Auch Datenlage zur Dauer des Impfschutzes durch Corona-Impfung noch zu dünn

Große generelle Einschränkungen beim Thema Booster macht auch Charité-Forscher Sander. "Ich glaube nicht, dass wir uns alle zum Winter hin ein drittes Mal impfen lassen müssen", betont er. Die Impfstoffe seien sehr gut wirksam. Sie bauten auch ein Immungedächtnis auf, das zumindest beim Großteil der Bevölkerung nicht so schnell nachlassen werde. "Ich fände es unter diesen Voraussetzungen auch ethisch problematisch, wenn wir in Deutschland für alle an eine dritte Impfung denken würden - und ein Großteil der Welt ist noch nicht einmal das erste Mal geimpft."

Auch andere Forscher beschäftigen sich mit dem Thema Auffrischungsimpfung. "Im Herbst/Winter wird sich Delta auch bei uns durchsetzen. Dann werden sich die infizieren, die keinen oder einen zu schwachen Schutz haben", twitterte jüngst der Dortmunder Immunologe Carsten Watzl. "Aber auch ältere Personen mit hohem Risiko für schwere Verläufe könnten bei Delta ein Problem bekommen, wenn die Impfung bei ihnen nicht so gut gewirkt hat. Daher werden solche Personen vor dem Herbst eine dritte Impfung benötigen."

Eine Masernimpfung halte ein Leben lang, der Tetanus-Schutz nur in etwa 10 Jahre, berichtet Charité-Forscher Sander. "Für Corona wissen wir das schlichtweg noch nicht." Doch bereits im kurzfristigeren Verlauf sehe man, dass älteren Menschen mit einem dementsprechend älteren Immunsystem und auch jüngere Menschen mit einem geschwächten auf die Erstimpfung gar nicht ausreichend reagierten.
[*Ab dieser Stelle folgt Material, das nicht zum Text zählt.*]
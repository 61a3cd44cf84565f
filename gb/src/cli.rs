//! CLI command definitions and subcommands

use clap::{Args, Parser, Subcommand};
use std::path::PathBuf;
use tracing::debug;

use crate::domain::{CommunityType, DevType, Partition};

/// govbot - objection-vote governance bot
#[derive(Parser)]
#[command(
    name = "gb",
    about = "Objection-vote governance bot with spreadsheet-backed proposal state",
    version
)]
pub struct Cli {
    /// Path to config file
    #[arg(short, long, global = true, help = "Path to config file")]
    pub config: Option<PathBuf>,

    /// Log level (TRACE, DEBUG, INFO, WARN, ERROR)
    #[arg(
        short = 'l',
        long = "log-level",
        global = true,
        help = "Log level (TRACE, DEBUG, INFO, WARN, ERROR)"
    )]
    pub log_level: Option<String>,

    /// Subcommand to execute
    #[command(subcommand)]
    pub command: Option<Command>,
}

/// CLI subcommands
#[derive(Debug, Subcommand)]
pub enum Command {
    /// Run the vote daemon in the foreground
    Run,

    /// Submit a development proposal for a vote
    Propose {
        #[command(flatten)]
        submission: Submission,

        /// Development type (town, rail, road, airport, misc)
        #[arg(short = 't', long = "type", value_name = "TYPE")]
        dev_type: DevType,

        /// In-game coordinates
        #[arg(long)]
        coordinates: Option<String>,

        /// Link to an image of the development
        #[arg(long)]
        image: Option<String>,
    },

    /// Submit a community proposal for a vote
    ProposeCommunity {
        #[command(flatten)]
        submission: Submission,

        /// Community proposal type (player, rule, misc)
        #[arg(short = 't', long = "type", value_name = "TYPE")]
        community_type: CommunityType,
    },

    /// List proposals
    List {
        /// Only show one partition (in-progress, approved, denied)
        #[arg(short, long)]
        partition: Option<Partition>,

        /// Output format
        #[arg(short, long, default_value = "text")]
        format: OutputFormat,
    },

    /// Clear duplicate rows and settle interrupted moves
    Repair,

    /// Show daemon logs
    Logs {
        /// Number of lines to show
        #[arg(short = 'n', long, default_value = "50")]
        lines: usize,
    },
}

/// Arguments shared by every proposal submission
#[derive(Debug, Args)]
pub struct Submission {
    /// Proposal name
    #[arg(long)]
    pub name: String,

    /// What is being proposed
    #[arg(long)]
    pub description: String,

    /// Channel to hold the vote in
    #[arg(long)]
    pub channel: String,

    /// Guild (server) the channel belongs to
    #[arg(long)]
    pub guild: String,

    /// Proposer's user ID
    #[arg(long)]
    pub user: String,

    /// Proposer's display name
    #[arg(long)]
    pub username: String,
}

/// Get the log file path
pub fn get_log_path() -> PathBuf {
    debug!("get_log_path: called");
    let path = dirs::data_local_dir()
        .unwrap_or_else(|| PathBuf::from("."))
        .join("govbot")
        .join("logs")
        .join("govbot.log");
    debug!(?path, "get_log_path: returning path");
    path
}

/// Output format for the list command
#[derive(Clone, Copy, Debug, Default, PartialEq, Eq)]
pub enum OutputFormat {
    #[default]
    Text,
    Json,
}

impl std::str::FromStr for OutputFormat {
    type Err = String;

    fn from_str(s: &str) -> Result<Self, Self::Err> {
        debug!(%s, "OutputFormat::from_str: called");
        match s.to_lowercase().as_str() {
            "text" | "plain" => {
                debug!("OutputFormat::from_str: matched Text");
                Ok(Self::Text)
            }
            "json" => {
                debug!("OutputFormat::from_str: matched Json");
                Ok(Self::Json)
            }
            _ => {
                debug!(%s, "OutputFormat::from_str: unknown format");
                Err(format!("Unknown format: {}. Use: text or json", s))
            }
        }
    }
}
Auch die Immunantwort nach der zweiten Impfung bleibe niedriger als bei jüngeren und gesunden Menschen.

Auffrischung mit Impfstoff-Kombinationen könne Vorteile bringen

Sander geht davon aus, dass eine dritte Impfung mit bekannten und hier zugelassenen Impfstoffen einen sehr guten Auffrischungseffekt haben werde. "Es kann sein, dass bestimmte Kombinationen dann noch einmal einen Vorteil bringen." Vermutlich werde man die Vektorimpfstoffe wie den von Astrazeneca nach zweimaliger Impfung nicht noch ein drittes Mal geben. "Denn es baut sich auch eine sogenannte Vektor-Immunität auf, die die Impfwirkung abschwächt." Die besten Kombinationen müssten noch in Studien gezeigt werden. Booster-Impfungen kämen häufig auch mit rund der Hälfte der Dosis aus.
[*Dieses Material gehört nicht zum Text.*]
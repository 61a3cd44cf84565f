//! Chat platform seam
//!
//! The vote engine talks to the chat platform only through [`ChatPlatform`]:
//! threads for discussion, messages for announcements and notices, and
//! reactions as the voting signal.

mod discord;
mod error;
mod memory;
mod types;

use async_trait::async_trait;

pub use discord::{DiscordClient, DiscordConfig};
pub use error::ChatError;
pub use memory::{BOT_USER_ID, MemoryChat, Post, Thread};
pub use types::{ChatMessage, Reaction};

/// Operations the bot needs from a chat platform
#[async_trait]
pub trait ChatPlatform: Send + Sync {
    /// Open a public discussion thread in a channel, returning its ID
    async fn create_thread(&self, channel_id: &str, name: &str) -> Result<String, ChatError>;

    /// Add a user to a thread
    async fn add_thread_member(&self, thread_id: &str, user_id: &str) -> Result<(), ChatError>;

    /// Post a message, returning its ID
    async fn post_message(&self, channel_id: &str, content: &str) -> Result<String, ChatError>;

    /// React to a message as the bot
    async fn add_reaction(&self, channel_id: &str, message_id: &str, emoji: &str) -> Result<(), ChatError>;

    /// Fetch a message with its reaction tallies
    ///
    /// `Ok(None)` means the message (or its channel) no longer exists.
    async fn fetch_message(&self, channel_id: &str, message_id: &str) -> Result<Option<ChatMessage>, ChatError>;

    /// IDs of the users who reacted to a message with `emoji`
    async fn reaction_users(&self, channel_id: &str, message_id: &str, emoji: &str)
    -> Result<Vec<String>, ChatError>;
}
Drohende JoJo-Effekte in Alten- und Pflegeheimen haben für Sander aber nicht nur mit dem Lebensalter der Bewohner zu tun. Es gehe auch um ihr Umfeld: Sind Pflegepersonal und alle Besucher wirklich komplett durchgeimpft? "Denn das sind meist die Wege, auf denen das Virus in Alten- und Pflegeeinrichtungen gelangt." Wer über 80 ist, noch allein wohnt und nicht internetaffin, ist möglicherweise auch noch gar nicht geimpft.
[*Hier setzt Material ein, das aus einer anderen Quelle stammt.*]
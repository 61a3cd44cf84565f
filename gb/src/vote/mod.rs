//! Vote lifecycle
//!
//! - [`VoteEngine`] arms one timer per proposal and evaluates it at the deadline
//! - [`decide`] holds the pure pass / extend / fail rules
//! - [`recover`] and [`sweep`] re-arm in-flight votes from the store
//! - [`Proposer`] runs the submission flow

mod clock;
mod decision;
mod engine;
mod propose;
mod recovery;
mod timers;

pub use clock::{Clock, SystemClock, TokioClock};
pub use decision::{
    DEFAULT_EXTENSION_POLICY, DEFAULT_MAX_RENEWALS, DEFAULT_OBJECTION_EMOJI, Decision, ExtensionPolicy, VoteRules,
    decide,
};
pub use engine::{EvaluationOutcome, VoteEngine};
pub use propose::{ProposalRequest, ProposeError, Proposer};
pub use recovery::{RecoveryStats, recover, sweep};
pub use timers::{ArmOutcome, TimerTable};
Für eine Update-Impfung ist nach Sanders Kenntnis eine Zulassung bei der europäischen Arzneimittelbehörde EMA notwendig. Dafür reichten aber kleinere Studien, um die bestehende Zulassung für einen Impfstoff zu erweitern. Verteilungskämpfe befürchtet er nicht. "Ich denke, es wird über die Erst- und Zweitimpfungen hinaus im Herbst Impfstoff-Reserven geben. Die Auffrischung würde dann parallel zum Lückenschließen bei den Erst- und Zweitimpfungen laufen."